Task directions => Report how many lines of the entries below contain the word "trait", and nothing more.

--------------------

use std::sync::atomic::{AtomicU64, Ordering};

/// Surrogate token identifying one logical window.
///
/// Issued before the window object it will belong to has been constructed,
/// so that window-scoped dependencies requested during that construction can
/// already be cached against the right handle. Strictly increasing and
/// comparable; carries no other semantics.
#[derive(Debug, Clone, Copy, PartialEq, Eq, PartialOrd, Ord, Hash)]
pub struct WindowKey(u64);

impl WindowKey {
    pub(crate) fn new(raw: u64) -> Self {
        Self(raw)
    }

    /// Get the raw counter value
    pub fn as_u64(&self) -> u64 {
        self.0
    }
}

impl std::fmt::Display for WindowKey {
    fn fmt(&self, f: &mut std::fmt::Formatter<'_>) -> std::fmt::Result {
        write!(f, "window-{}", self.0)
    }
}

/// Issues window keys from an atomic counter.
///
/// Safe under concurrent calls; cannot fail.
#[derive(Debug)]
pub struct SurrogateKeyIssuer {
    next: AtomicU64,
}

impl SurrogateKeyIssuer {
    /// Create a new issuer starting at key 1
    pub fn new() -> Self {
        Self {
            next: AtomicU64::new(1),
        }
    }

    /// Issue the next key
    pub fn next_key(&self) -> WindowKey {
        WindowKey(self.next.fetch_add(1, Ordering::Relaxed))
    }

    /// Number of keys issued so far
    pub fn issued(&self) -> u64 {
        self.next.load(Ordering::Relaxed) - 1
    }
}

impl Default for SurrogateKeyIssuer {
    fn default() -> Self {
        Self::new()
    }
}

#[cfg(test)]
mod tests {
    use super::*;
    use std::collections::HashSet;
    use std::sync::Arc;
    use std::thread;

    #[test]
    fn test_keys_are_strictly_increasing() {
        let issuer = SurrogateKeyIssuer::new();
        let first = issuer.next_key();
        let second = issuer.next_key();
        let third = issuer.next_key();

        assert!(first < second);
        assert!(second < third);
        assert_eq!(issuer.issued(), 3);
    }

    #[test]
    fn test_concurrent_issue_produces_unique_keys() {
        let issuer = Arc::new(SurrogateKeyIssuer::new());
        let mut handles = vec![];

        for _ in 0..8 {
            let issuer = issuer.clone();
            handles.push(thread::spawn(move || {
                (0..100).map(|_| issuer.next_key()).collect::<Vec<_>>()
            }));
        }

        let mut seen = HashSet::new();
        for handle in handles {
            for key in handle.join().unwrap() {
                assert!(seen.insert(key), "duplicate key issued: {}", key);
            }
        }

        assert_eq!(seen.len(), 800);
        assert_eq!(issuer.issued(), 800);
    }

    #[test]
    fn test_key_display() {
        assert_eq!(format!("{}", WindowKey::new(42)), "window-42");
    }
}
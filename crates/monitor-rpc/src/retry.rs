// Copyright 2026 The Aura Sentinel Authors.
// This file is part of aura-sentinel.

// aura-sentinel is free software: you can redistribute it and/or modify
// it under the terms of the GNU General Public License as published by
// the Free Software Foundation, either version 3 of the License, or
// (at your option) any later version.

// aura-sentinel is distributed in the hope that it will be useful,
// but WITHOUT ANY WARRANTY; without even the implied warranty of
// MERCHANTABILITY or FITNESS FOR A PARTICULAR PURPOSE.  See the
// GNU General Public License for more details.

// You should have received a copy of the GNU General Public License
// along with aura-sentinel.  If not, see <http://www.gnu.org/licenses/>.

//! An adopted version of the default HTTP retry middleware: unlike a normal
//! bounded retry, this one retries transport failures forever with a fixed
//! delay between attempts. Semantic errors are never retried, they are
//! returned to the caller on the first attempt.

use std::thread;
use std::time::Duration;

use crate::error::RpcError;

pub const RETRY_DELAY: Duration = Duration::from_secs(5);

pub fn call_with_endless_retry<T>(
    mut attempt: impl FnMut() -> Result<T, RpcError>,
) -> Result<T, RpcError> {
    loop {
        match attempt() {
            Ok(value) => return Ok(value),
            Err(err) if err.is_transport() => {
                log::warn!(
                    "RPC request failed with a transport error, retrying in {}s: {}",
                    RETRY_DELAY.as_secs(),
                    err
                );
                thread::sleep(RETRY_DELAY);
            }
            Err(err) => return Err(err),
        }
    }
}
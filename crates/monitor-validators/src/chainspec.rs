// Copyright 2026 The Aura Sentinel Authors.
// This file is part of aura-sentinel.

// aura-sentinel is free software: you can redistribute it and/or modify
// it under the terms of the GNU General Public License as published by
// the Free Software Foundation, either version 3 of the License, or
// (at your option) any later version.

// aura-sentinel is distributed in the hope that it will be useful,
// but WITHOUT ANY WARRANTY; without even the implied warranty of
// MERCHANTABILITY or FITNESS FOR A PARTICULAR PURPOSE.  See the
// GNU General Public License for more details.

// You should have received a copy of the GNU General Public License
// along with aura-sentinel.  If not, see <http://www.gnu.org/licenses/>.

//! Parses the `engine.authorityRound.params.validators.multi` object of a
//! chain spec into an ordered list of [`ValidatorDefinitionRange`]s.

use ethereum_types::Address;
use serde_json::Value;

use crate::error::ChainSpecError;

/// One contiguous range of heights sharing a validator-set definition.
#[derive(Debug, Clone, PartialEq, Eq)]
pub struct ValidatorDefinitionRange {
    pub enter_height: u64,
    pub leave_height: Option<u64>,
    pub kind: ValidatorDefinitionKind,
}

#[derive(Debug, Clone, PartialEq, Eq)]
pub enum ValidatorDefinitionKind {
    List(Vec<Address>),
    Contract(Address),
    SafeContract(Address),
}

impl ValidatorDefinitionKind {
    pub fn is_contract(&self) -> bool {
        !matches!(self, ValidatorDefinitionKind::List(_))
    }

    pub fn contract_address(&self) -> Option<Address> {
        match self {
            ValidatorDefinitionKind::Contract(addr) | ValidatorDefinitionKind::SafeContract(addr) => {
                Some(*addr)
            }
            ValidatorDefinitionKind::List(_) => None,
        }
    }
}

/// Extracts `engine.authorityRound.params.validators` from a parsed chain
/// spec document and turns its `multi` map into sorted, non-overlapping
/// ranges, one extra "tail" range of `leave_height = None` implied by the
/// last entry.
pub fn parse_validator_definition_ranges(
    chain_spec: &Value,
) -> Result<Vec<ValidatorDefinitionRange>, ChainSpecError> {
    let multi = chain_spec
        .pointer("/engine/authorityRound/params/validators/multi")
        .ok_or_else(|| {
            ChainSpecError::Invalid(
                "missing engine.authorityRound.params.validators.multi".to_string(),
            )
        })?;

    let multi = multi
        .as_object()
        .ok_or_else(|| ChainSpecError::Invalid("multi list must be a mapping".to_string()))?;

    if !multi.contains_key("0") {
        return Err(ChainSpecError::Invalid(
            "multi list must contain validators for block number 0".to_string(),
        ));
    }

    let mut entries = Vec::with_capacity(multi.len());
    for (key, entry) in multi {
        let height: u64 = key.parse().map_err(|_| {
            ChainSpecError::Invalid(format!("multi list keys must be stringified ints, got {key}"))
        })?;
        entries.push((height, parse_entry(entry)?));
    }
    entries.sort_by_key(|(height, _)| *height);

    let mut ranges = Vec::with_capacity(entries.len());
    for (index, (height, kind)) in entries.iter().enumerate() {
        let leave_height = entries.get(index + 1).map(|(next_height, _)| *next_height);
        ranges.push(ValidatorDefinitionRange {
            enter_height: *height,
            leave_height,
            kind: kind.clone(),
        });
    }
    Ok(ranges)
}

fn parse_entry(entry: &Value) -> Result<ValidatorDefinitionKind, ChainSpecError> {
    let object = entry
        .as_object()
        .ok_or_else(|| ChainSpecError::Invalid("multi list entries must be a mapping".to_string()))?;

    if object.len() != 1 {
        return Err(ChainSpecError::Invalid(
            "multi list entries must have exactly one key".to_string(),
        ));
    }
    let (kind, data) = object.iter().next().expect("checked len == 1 above");

    match kind.as_str() {
        "list" => {
            let addresses = data
                .as_array()
                .ok_or_else(|| {
                    ChainSpecError::Invalid("static validator list definition must be a list".to_string())
                })?;
            if addresses.is_empty() {
                return Err(ChainSpecError::Invalid(
                    "static validator list must not be empty".to_string(),
                ));
            }
            let parsed = addresses
                .iter()
                .map(parse_hex_address)
                .collect::<Result<Vec<_>, _>>()?;
            Ok(ValidatorDefinitionKind::List(parsed))
        }
        "contract" => parse_hex_address(data).map(ValidatorDefinitionKind::Contract),
        "safeContract" => parse_hex_address(data).map(ValidatorDefinitionKind::SafeContract),
        other => Err(ChainSpecError::Invalid(format!(
            "multi list entries must be one of list, safeContract or contract, got {other}"
        ))),
    }
}

fn parse_hex_address(value: &Value) -> Result<Address, ChainSpecError> {
    let s = value
        .as_str()
        .ok_or_else(|| ChainSpecError::Invalid("expected a hex address string".to_string()))?;
    let trimmed = s.strip_prefix("0x").unwrap_or(s);
    let bytes = rustc_hex::FromHex::from_hex(trimmed)
        .map_err(|_| ChainSpecError::Invalid(format!("not a valid hex address: {s}")))?;
    let bytes: Vec<u8> = bytes;
    if bytes.len() != 20 {
        return Err(ChainSpecError::Invalid(format!(
            "hex address must be 20 bytes, found {}",
            bytes.len()
        )));
    }
    Ok(Address::from_slice(&bytes))
}

#[cfg(test)]
mod tests {
    use super::*;
    use serde_json::json;

    fn wrap(multi: Value) -> Value {
        json!({ "engine": { "authorityRound": { "params": { "validators": { "multi": multi } } } } })
    }

    #[test]
    fn parses_single_static_list() {
        let spec = wrap(json!({ "0": { "list": ["0x".to_string() + &"00".repeat(20)] } }));
        let ranges = parse_validator_definition_ranges(&spec).unwrap();
        assert_eq!(ranges.len(), 1);
        assert_eq!(ranges[0].enter_height, 0);
        assert_eq!(ranges[0].leave_height, None);
        assert!(!ranges[0].kind.is_contract());
    }

    #[test]
    fn parses_multiple_ranges_sorted_by_height() {
        let spec = wrap(json!({
            "100": { "list": ["0x".to_string() + &"11".repeat(20)] },
            "0": { "list": ["0x".to_string() + &"00".repeat(20)] },
        }));
        let ranges = parse_validator_definition_ranges(&spec).unwrap();
        assert_eq!(ranges.len(), 2);
        assert_eq!(ranges[0].enter_height, 0);
        assert_eq!(ranges[0].leave_height, Some(100));
        assert_eq!(ranges[1].enter_height, 100);
        assert_eq!(ranges[1].leave_height, None);
    }

    #[test]
    fn rejects_missing_zero_height() {
        let spec = wrap(json!({ "1": { "list": ["0x".to_string() + &"00".repeat(20)] } }));
        assert!(parse_validator_definition_ranges(&spec).is_err());
    }

    #[test]
    fn rejects_empty_static_list() {
        let spec = wrap(json!({ "0": { "list": [] } }));
        assert!(parse_validator_definition_ranges(&spec).is_err());
    }

    #[test]
    fn rejects_non_digit_height_key() {
        let spec = wrap(json!({ "zero": { "list": ["0x".to_string() + &"00".repeat(20)] } }));
        assert!(parse_validator_definition_ranges(&spec).is_err());
    }

    #[test]
    fn rejects_non_hex_address() {
        let spec = wrap(json!({ "0": { "list": ["0x" .to_string() + &"gg".repeat(20)] } }));
        assert!(parse_validator_definition_ranges(&spec).is_err());
    }

    #[test]
    fn rejects_multiple_keys_in_entry() {
        let spec = wrap(json!({
            "0": { "list": ["0x".to_string() + &"00".repeat(20)], "another_key": [] }
        }));
        assert!(parse_validator_definition_ranges(&spec).is_err());
    }

    #[test]
    fn parses_contract_entry() {
        let addr = "0x".to_string() + &"05".repeat(20);
        let spec = wrap(json!({ "0": { "contract": addr } }));
        let ranges = parse_validator_definition_ranges(&spec).unwrap();
        assert!(ranges[0].kind.is_contract());
        assert!(ranges[0].kind.contract_address().is_some());
    }
}
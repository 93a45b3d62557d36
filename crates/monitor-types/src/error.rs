// Copyright 2026 The Aura Sentinel Authors.
// This file is part of aura-sentinel.

// aura-sentinel is free software: you can redistribute it and/or modify
// it under the terms of the GNU General Public License as published by
// the Free Software Foundation, either version 3 of the License, or
// (at your option) any later version.

// aura-sentinel is distributed in the hope that it will be useful,
// but WITHOUT ANY WARRANTY; without even the implied warranty of
// MERCHANTABILITY or FITNESS FOR A PARTICULAR PURPOSE.  See the
// GNU General Public License for more details.

// You should have received a copy of the GNU General Public License
// along with aura-sentinel.  If not, see <http://www.gnu.org/licenses/>.

use thiserror::Error;

/// Errors raised while canonicalizing, hashing or recovering a block header.
#[derive(Debug, Error)]
pub enum CodecError {
    #[error("header fields have inconsistent lengths: {0}")]
    MalformedHeader(String),

    #[error("bare hash requires exactly two seal fields, found {0}")]
    UnsupportedSeal(usize),

    #[error("could not recover signer from signature: {0}")]
    BadSignature(String),

    #[error("step value does not fit in a u64")]
    StepOverflow,
}
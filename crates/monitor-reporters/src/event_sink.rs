// Copyright 2026 The Aura Sentinel Authors.
// This file is part of aura-sentinel.

// aura-sentinel is free software: you can redistribute it and/or modify
// it under the terms of the GNU General Public License as published by
// the Free Software Foundation, either version 3 of the License, or
// (at your option) any later version.

// aura-sentinel is distributed in the hope that it will be useful,
// but WITHOUT ANY WARRANTY; without even the implied warranty of
// MERCHANTABILITY or FITNESS FOR A PARTICULAR PURPOSE.  See the
// GNU General Public License for more details.

// You should have received a copy of the GNU General Public License
// along with aura-sentinel.  If not, see <http://www.gnu.org/licenses/>.

//! A small callback abstraction shared by all three reporters, replacing
//! the source's ad hoc lists of callback closures with one trait.

pub trait EventSink<E> {
    fn on_event(&mut self, event: E);
}

impl<E, F: FnMut(E)> EventSink<E> for F {
    fn on_event(&mut self, event: E) {
        self(event)
    }
}
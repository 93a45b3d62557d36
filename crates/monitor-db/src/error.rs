// Copyright 2026 The Aura Sentinel Authors.
// This file is part of aura-sentinel.

// aura-sentinel is free software: you can redistribute it and/or modify
// it under the terms of the GNU General Public License as published by
// the Free Software Foundation, either version 3 of the License, or
// (at your option) any later version.

// aura-sentinel is distributed in the hope that it will be useful,
// but WITHOUT ANY WARRANTY; without even the implied warranty of
// MERCHANTABILITY or FITNESS FOR A PARTICULAR PURPOSE.  See the
// GNU General Public License for more details.

// You should have received a copy of the GNU General Public License
// along with aura-sentinel.  If not, see <http://www.gnu.org/licenses/>.

use thiserror::Error;

#[derive(Debug, Error)]
pub enum DbError {
    #[error("branch is not connected: {0}")]
    NotABranch(String),

    #[error("at least one block in the given branch already exists")]
    AlreadyExists,

    #[error("sqlite error: {0}")]
    Sqlite(#[from] rusqlite::Error),
}
// Copyright 2026 The Aura Sentinel Authors.
// This file is part of aura-sentinel.

// aura-sentinel is free software: you can redistribute it and/or modify
// it under the terms of the GNU General Public License as published by
// the Free Software Foundation, either version 3 of the License, or
// (at your option) any later version.

// aura-sentinel is distributed in the hope that it will be useful,
// but WITHOUT ANY WARRANTY; without even the implied warranty of
// MERCHANTABILITY or FITNESS FOR A PARTICULAR PURPOSE.  See the
// GNU General Public License for more details.

// You should have received a copy of the GNU General Public License
// along with aura-sentinel.  If not, see <http://www.gnu.org/licenses/>.

//! Reads on-chain validator-set contracts and turns their
//! `getEpochStartHeights`/`getValidators` results into new [`Epoch`]s.

use ethereum_types::Address;

use monitor_rpc::NodeRpc;

use crate::chainspec::ValidatorDefinitionRange;
use crate::error::FetchError;
use crate::oracle::Epoch;

/// Fetches new epochs from a single validator-set contract.
pub struct ContractEpochFetcher {
    contract_address: Address,
    enter_height: u64,
    definition_index: u32,
    last_fetch_height: Option<u64>,
    earliest_fetched: Option<Epoch>,
    latest_fetched: Option<Epoch>,
}

impl ContractEpochFetcher {
    pub fn new(range: &ValidatorDefinitionRange, definition_index: u32) -> Self {
        let contract_address = range
            .kind
            .contract_address()
            .expect("ContractEpochFetcher requires a contract validator definition range");
        ContractEpochFetcher {
            contract_address,
            enter_height: range.enter_height,
            definition_index,
            last_fetch_height: None,
            earliest_fetched: None,
            latest_fetched: None,
        }
    }

    pub fn last_fetch_height(&self) -> Option<u64> {
        self.last_fetch_height
    }

    pub fn earliest_fetched(&self) -> Option<&Epoch> {
        self.earliest_fetched.as_ref()
    }

    pub fn fetch_new_epochs(&mut self, rpc: &dyn NodeRpc) -> Result<Vec<Epoch>, FetchError> {
        let head = rpc.block_number()?;
        self.last_fetch_height = Some(head);

        let epoch_start_heights = rpc.get_epoch_start_heights(self.contract_address)?;
        if !epoch_start_heights.windows(2).all(|w| w[0] < w[1]) {
            return Err(FetchError::NotMonotonic(epoch_start_heights));
        }

        let last_seen = self.latest_fetched.as_ref().map(|e| e.start_height);
        let new_heights: Vec<u64> = epoch_start_heights
            .into_iter()
            .filter(|height| last_seen.map_or(true, |last| *height > last))
            .collect();

        let mut new_epochs = Vec::with_capacity(new_heights.len());
        for start_height in new_heights {
            let validators = rpc.get_validators(self.contract_address, start_height)?;
            new_epochs.push(Epoch {
                start_height: start_height.max(self.enter_height),
                validators,
                definition_index: self.definition_index,
            });
        }

        if !new_epochs.is_empty() {
            if self.earliest_fetched.is_none() {
                self.earliest_fetched = new_epochs.first().cloned();
            }
            self.latest_fetched = new_epochs.last().cloned();
        }

        Ok(new_epochs)
    }
}

/// Fans out across every contract-backed validator definition range, and
/// prunes fetchers that have been fully superseded by a later range.
pub struct EpochFetcher {
    fetchers: Vec<ContractEpochFetcher>,
}

impl EpochFetcher {
    pub fn new(ranges: &[ValidatorDefinitionRange]) -> Self {
        let fetchers = ranges
            .iter()
            .enumerate()
            .filter(|(_, range)| range.kind.is_contract())
            .map(|(index, range)| ContractEpochFetcher::new(range, index as u32))
            .collect();
        EpochFetcher { fetchers }
    }

    /// `None` when no contract fetcher has ever been polled yet; `Some` of
    /// the minimum `last_fetch_height` across all surviving fetchers once
    /// every one of them has been polled at least once.
    pub fn max_height(&self) -> Option<u64> {
        if self.fetchers.is_empty() {
            return None;
        }
        if self.fetchers.iter().any(|f| f.last_fetch_height().is_none()) {
            return Some(0);
        }
        self.fetchers
            .iter()
            .map(|f| f.last_fetch_height().unwrap())
            .min()
    }

    pub fn fetch_new_epochs(&mut self, rpc: &dyn NodeRpc) -> Result<Vec<Epoch>, FetchError> {
        let mut new_epochs = Vec::new();
        for fetcher in &mut self.fetchers {
            new_epochs.extend(fetcher.fetch_new_epochs(rpc)?);
        }
        self.remove_stale_fetchers();
        Ok(new_epochs)
    }

    fn remove_stale_fetchers(&mut self) {
        while self.pop_first_fetcher_if_stale() {}
    }

    /// A fetcher is stale once the range it covers has been fully
    /// superseded: its last poll already reached a height at or past the
    /// next fetcher's earliest known epoch.
    fn pop_first_fetcher_if_stale(&mut self) -> bool {
        if self.fetchers.is_empty() {
            return false;
        }
        let Some(first_last_fetch_height) = self.fetchers[0].last_fetch_height() else {
            return false;
        };
        let next_earliest = self.fetchers[1..]
            .iter()
            .find_map(|f| f.earliest_fetched());
        match next_earliest {
            Some(epoch) if first_last_fetch_height >= epoch.start_height => {
                self.fetchers.remove(0);
                true
            }
            _ => false,
        }
    }
}
// Copyright 2026 The Aura Sentinel Authors.
// This file is part of aura-sentinel.

// aura-sentinel is free software: you can redistribute it and/or modify
// it under the terms of the GNU General Public License as published by
// the Free Software Foundation, either version 3 of the License, or
// (at your option) any later version.

// aura-sentinel is distributed in the hope that it will be useful,
// but WITHOUT ANY WARRANTY; without even the implied warranty of
// MERCHANTABILITY or FITNESS FOR A PARTICULAR PURPOSE.  See the
// GNU General Public License for more details.

// You should have received a copy of the GNU General Public License
// along with aura-sentinel.  If not, see <http://www.gnu.org/licenses/>.

//! Versioned, named-blob snapshots of the reporters' state. The block
//! fetcher's own state has its schema and blob name in `monitor_sync`
//! already; this module owns the skip and offline reporters' slots, which
//! are specific to this binary rather than a reusable library crate.

use monitor_db::{BlobStore, BlockStore};
use monitor_reporters::{OfflineReporterState, SkipReporterState};
use serde::{Deserialize, Serialize};

use crate::error::ConfigError;

pub const SKIP_REPORTER_STATE_BLOB_NAME: &str = "skip_reporter_state";
pub const OFFLINE_REPORTER_STATE_BLOB_NAME: &str = "offline_reporter_state";

#[derive(Debug, Clone, Serialize, Deserialize)]
#[serde(tag = "version")]
pub enum SkipReporterStateBlob {
    V1(SkipReporterState),
}

#[derive(Debug, Clone, Serialize, Deserialize)]
#[serde(tag = "version")]
pub enum OfflineReporterStateBlob {
    V1(OfflineReporterState),
}

pub fn load_skip_reporter_state(db: &BlockStore) -> Result<SkipReporterState, ConfigError> {
    match db.load_blob(SKIP_REPORTER_STATE_BLOB_NAME)? {
        None => Ok(SkipReporterState::default()),
        Some(bytes) => {
            let blob: SkipReporterStateBlob = serde_json::from_slice(&bytes).map_err(|e| {
                ConfigError::PersistedState(format!("skip reporter state: {e}"))
            })?;
            let SkipReporterStateBlob::V1(state) = blob;
            Ok(state)
        }
    }
}

pub fn store_skip_reporter_state(
    db: &impl BlobStore,
    state: &SkipReporterState,
) -> Result<(), monitor_db::DbError> {
    let blob = SkipReporterStateBlob::V1(state.clone());
    let bytes = serde_json::to_vec(&blob).expect("state serialization cannot fail");
    db.store_blob(SKIP_REPORTER_STATE_BLOB_NAME, &bytes)
}

pub fn load_offline_reporter_state(db: &BlockStore) -> Result<OfflineReporterState, ConfigError> {
    match db.load_blob(OFFLINE_REPORTER_STATE_BLOB_NAME)? {
        None => Ok(OfflineReporterState::default()),
        Some(bytes) => {
            let blob: OfflineReporterStateBlob = serde_json::from_slice(&bytes).map_err(|e| {
                ConfigError::PersistedState(format!("offline reporter state: {e}"))
            })?;
            let OfflineReporterStateBlob::V1(state) = blob;
            Ok(state)
        }
    }
}

pub fn store_offline_reporter_state(
    db: &impl BlobStore,
    state: &OfflineReporterState,
) -> Result<(), monitor_db::DbError> {
    let blob = OfflineReporterStateBlob::V1(state.clone());
    let bytes = serde_json::to_vec(&blob).expect("state serialization cannot fail");
    db.store_blob(OFFLINE_REPORTER_STATE_BLOB_NAME, &bytes)
}

#[cfg(test)]
mod tests {
    use super::*;

    #[test]
    fn skip_state_roundtrips_through_blob_store() {
        let db = BlockStore::open_in_memory().unwrap();
        assert_eq!(
            load_skip_reporter_state(&db).unwrap().latest_step,
            SkipReporterState::default().latest_step
        );

        let mut state = SkipReporterState::default();
        state.latest_step = 42;
        store_skip_reporter_state(&db, &state).unwrap();

        let reloaded = load_skip_reporter_state(&db).unwrap();
        assert_eq!(reloaded.latest_step, 42);
    }

    #[test]
    fn offline_state_roundtrips_through_blob_store() {
        let db = BlockStore::open_in_memory().unwrap();
        let state = OfflineReporterState::default();
        store_offline_reporter_state(&db, &state).unwrap();
        let reloaded = load_offline_reporter_state(&db).unwrap();
        assert_eq!(reloaded.reported_validators.len(), 0);
    }
}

--------------------

Solved problem => 2